* **Data records**:
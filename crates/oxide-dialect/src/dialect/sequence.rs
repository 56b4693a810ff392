//! Sequence and identity column support.

/// Sequence DDL and access strings. `{seq}` stands for the sequence name.
#[derive(Debug, Clone, Copy, PartialEq, Eq)]
pub struct SequenceSupport {
    pub supported: bool,
    pub query_sequences: Option<&'static str>,
    next_value: &'static str,
    select_next_value: &'static str,
    create: &'static str,
    drop: &'static str,
}

impl SequenceSupport {
    pub const NONE: Self = Self {
        supported: false,
        query_sequences: None,
        next_value: "",
        select_next_value: "",
        create: "",
        drop: "",
    };

    #[must_use]
    pub const fn new(
        query_sequences: Option<&'static str>,
        next_value: &'static str,
        select_next_value: &'static str,
        create: &'static str,
        drop: &'static str,
    ) -> Self {
        Self {
            supported: true,
            query_sequences,
            next_value,
            select_next_value,
            create,
            drop,
        }
    }

    /// Expression yielding the next value, for use inside other statements.
    #[must_use]
    pub fn next_value_expression(&self, sequence: &str) -> Option<String> {
        self.supported
            .then(|| self.next_value.replace("{seq}", sequence))
    }

    /// Standalone select of the next value.
    #[must_use]
    pub fn select_next_value(&self, sequence: &str) -> Option<String> {
        self.supported
            .then(|| self.select_next_value.replace("{seq}", sequence))
    }

    #[must_use]
    pub fn create_sequence(&self, sequence: &str, initial: i64, increment: i64) -> Option<String> {
        self.supported.then(|| {
            format!(
                "{} start with {initial} increment by {increment}",
                self.create.replace("{seq}", sequence)
            )
        })
    }

    #[must_use]
    pub fn drop_sequence(&self, sequence: &str) -> Option<String> {
        self.supported.then(|| self.drop.replace("{seq}", sequence))
    }
}

/// How generated identifiers are read back after an insert.
#[derive(Debug, Clone, PartialEq, Eq)]
pub enum IdentityRetrieval {
    /// The driver returns generated keys from the insert.
    GeneratedKeys,
    /// A separate select returns the last generated value.
    Select(String),
}

/// Identity column support. `{table}` and `{column}` are substituted.
#[derive(Debug, Clone, Copy, PartialEq, Eq)]
pub struct IdentityColumnSupport {
    pub supported: bool,
    pub column_clause: &'static str,
    identity_select: &'static str,
    pub supports_get_generated_keys: bool,
}

impl IdentityColumnSupport {
    #[must_use]
    pub const fn new(
        column_clause: &'static str,
        identity_select: &'static str,
        supports_get_generated_keys: bool,
    ) -> Self {
        Self {
            supported: true,
            column_clause,
            identity_select,
            supports_get_generated_keys,
        }
    }

    #[must_use]
    pub fn identity_select(&self, table: &str, column: &str) -> String {
        self.identity_select
            .replace("{table}", table)
            .replace("{column}", column)
    }

    /// Preferred retrieval strategy for generated keys.
    #[must_use]
    pub fn retrieval(&self, table: &str, column: &str) -> IdentityRetrieval {
        if self.supports_get_generated_keys {
            IdentityRetrieval::GeneratedKeys
        } else {
            IdentityRetrieval::Select(self.identity_select(table, column))
        }
    }
}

* **Exercise goal**:
With nothing left out, transcribe the records above exactly.

* **Task response**:
filename crates/oxide-dialect/src/dialect/sequence.rs
repository 56b4693a810ff392
//! Sequence and identity column support.

/// Sequence DDL and access strings. `{seq}` stands for the sequence name.
#[derive(Debug, Clone, Copy, PartialEq, Eq)]
pub struct SequenceSupport {
    pub supported: bool,
    pub query_sequences: Option<&'static str>,
    next_value: &'static str,
    select_next_value: &'static str,
    create: &'static str,
    drop: &'static str,
}

impl SequenceSupport {
    pub const NONE: Self = Self {
        supported: false,
        query_sequences: None,
        next_value: "",
        select_next_value: "",
        create: "",
        drop: "",
    };

    #[must_use]
    pub const fn new(
        query_sequences: Option<&'static str>,
        next_value: &'static str,
        select_next_value: &'static str,
        create: &'static str,
        drop: &'static str,
    ) -> Self {
        Self {
            supported: true,
            query_sequences,
            next_value,
            select_next_value,
            create,
            drop,
        }
    }

    /// Expression yielding the next value, for use inside other statements.
    #[must_use]
    pub fn next_value_expression(&self, sequence: &str) -> Option<String> {
        self.supported
            .then(|| self.next_value.replace("{seq}", sequence))
    }

    /// Standalone select of the next value.
    #[must_use]
    pub fn select_next_value(&self, sequence: &str) -> Option<String> {
        self.supported
            .then(|| self.select_next_value.replace("{seq}", sequence))
    }

    #[must_use]
    pub fn create_sequence(&self, sequence: &str, initial: i64, increment: i64) -> Option<String> {
        self.supported.then(|| {
            format!(
                "{} start with {initial} increment by {increment}",
                self.create.replace("{seq}", sequence)
            )
        })
    }

    #[must_use]
    pub fn drop_sequence(&self, sequence: &str) -> Option<String> {
        self.supported.then(|| self.drop.replace("{seq}", sequence))
    }
}

/// How generated identifiers are read back after an insert.
#[derive(Debug, Clone, PartialEq, Eq)]
pub enum IdentityRetrieval {
    /// The driver returns generated keys from the insert.
    GeneratedKeys,
    /// A separate select returns the last generated value.
    Select(String),
}

/// Identity column support. `{table}` and `{column}` are substituted.
#[derive(Debug, Clone, Copy, PartialEq, Eq)]
pub struct IdentityColumnSupport {
    pub supported: bool,
    pub column_clause: &'static str,
    identity_select: &'static str,
    pub supports_get_generated_keys: bool,
}

impl IdentityColumnSupport {
    #[must_use]
    pub const fn new(
        column_clause: &'static str,
        identity_select: &'static str,
        supports_get_generated_keys: bool,
    ) -> Self {
        Self {
            supported: true,
            column_clause,
            identity_select,
            supports_get_generated_keys,
        }
    }

    #[must_use]
    pub fn identity_select(&self, table: &str, column: &str) -> String {
        self.identity_select
            .replace("{table}", table)
            .replace("{column}", column)
    }

    /// Preferred retrieval strategy for generated keys.
    #[must_use]
    pub fn retrieval(&self, table: &str, column: &str) -> IdentityRetrieval {
        if self.supports_get_generated_keys {
            IdentityRetrieval::GeneratedKeys
        } else {
            IdentityRetrieval::Select(self.identity_select(table, column))
        }
    }
}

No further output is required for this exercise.